Not all workers notice how little say they have in how their workplace operates. Not only can employers regulate how and when they work, they can also exert control over workers outside of the workplace.

 

Elizabeth Anderson’s Private Government: How Employers Rule our Lives (and Why We Don’t Talk About It shines light on the power of employers and argues that greater workplace democracy would help reduce the power employers have over employees.

 

Elizabeth Anderson on Employers and Employees 

portrait elizabeth anderson at her desk
Photo of Elizabeth Anderson, by John D and Catherine T. MacArthur Foundation.
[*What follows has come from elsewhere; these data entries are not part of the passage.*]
//! Cluster API request handlers.

use std::collections::BTreeMap;

use axum::Json;
use axum::extract::{Path, State};
use axum::http::StatusCode;
use serde::Serialize;
use vigil_types::{Node, NodeId};

use crate::AppState;
use crate::error::ApiError;

// -----------------------------------------------------------------------
// GET /cluster/status
// -----------------------------------------------------------------------

/// Current membership map, keyed by node ID.
pub(crate) async fn cluster_status(State(state): State<AppState>) -> Json<BTreeMap<NodeId, Node>> {
    Json(state.coordinator.status().await)
}

// -----------------------------------------------------------------------
// GET /cluster/find/{key}
// -----------------------------------------------------------------------

/// Report which node is responsible for `key`.
pub(crate) async fn find_node(
    State(state): State<AppState>,
    Path(key): Path<String>,
) -> Result<String, ApiError> {
    let node_id = state.coordinator.find(&key).await?;
    Ok(format!("Key '{key}' is assigned to node: {node_id}"))
}

// -----------------------------------------------------------------------
// GET /cluster/rebalance
// -----------------------------------------------------------------------

/// Rebuild the ring from the ALIVE nodes and describe the result.
pub(crate) async fn rebalance(State(state): State<AppState>) -> String {
    state.coordinator.rebalance().await.to_string()
}

// -----------------------------------------------------------------------
// GET /cluster/me
// -----------------------------------------------------------------------

/// This coordinator's own node ID.
pub(crate) async fn local_node(State(state): State<AppState>) -> String {
    state.coordinator.local_node_id().to_string()
}

// -----------------------------------------------------------------------
// POST /cluster/heartbeat/{node_id}
// -----------------------------------------------------------------------

/// Record a heartbeat and return the node's record.
pub(crate) async fn heartbeat(
    State(state): State<AppState>,
    Path(node_id): Path<String>,
) -> Result<Json<Node>, ApiError> {
    let node_id = parse_node_id(node_id)?;
    Ok(Json(state.coordinator.record_heartbeat(node_id).await))
}

// -----------------------------------------------------------------------
// DELETE /cluster/nodes/{node_id}
// -----------------------------------------------------------------------

/// Remove a node from the registry and the ring.
pub(crate) async fn remove_node(
    State(state): State<AppState>,
    Path(node_id): Path<String>,
) -> Result<StatusCode, ApiError> {
    let node_id = parse_node_id(node_id)?;
    state.coordinator.remove_node(&node_id).await?;
    Ok(StatusCode::NO_CONTENT)
}

// -----------------------------------------------------------------------
// POST /cluster/merge
// -----------------------------------------------------------------------

/// Response body for `POST /cluster/merge`.
#[derive(Serialize)]
pub(crate) struct MergeResponse {
    pub adopted: usize,
}

/// Adopt records from another coordinator's status map.
pub(crate) async fn merge(
    State(state): State<AppState>,
    Json(remote): Json<BTreeMap<NodeId, Node>>,
) -> Result<Json<MergeResponse>, ApiError> {
    for (key, node) in &remote {
        parse_node_id(key.to_string())?;
        if *key != node.id {
            return Err(ApiError::InvalidRequest {
                message: format!("entry '{key}' carries node id '{}'", node.id),
            });
        }
    }

    let adopted = state
        .coordinator
        .merge(remote.into_values().collect())
        .await;
    Ok(Json(MergeResponse { adopted }))
}

/// Reject blank node IDs.
fn parse_node_id(raw: String) -> Result<NodeId, ApiError> {
    if raw.trim().is_empty() {
        return Err(ApiError::InvalidRequest {
            message: "node id must not be blank".to_string(),
        });
    }
    Ok(NodeId::from(raw))
}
Via wikimedia commons.

 

Employers have an enormous amount of control over workers. Not only can they determine what someone spends their work-day doing, when they have to turn up for work, when they get to go home, when they get to rest and what language they speak; in many instances employers’ power over people’s lives extends beyond the workplace. Employees can be drug tested to see if they have consumed illegal narcotics outside work, be required to adopt certain hairstyles, be required to support particular candidates, and fired for their off-duty social media posts.

 

Somewhat surprisingly, these blatant exercises of power have mostly escaped the attention of political philosophers (who would be outraged if a government had this amount of control over people’s lives). Based on her 2015 Tanner Lectures at Princeton University, Anderson’s book Private Government aims to shed light on these issues, providing a way of speaking about them, and proposing ways of mitigating the power of employers.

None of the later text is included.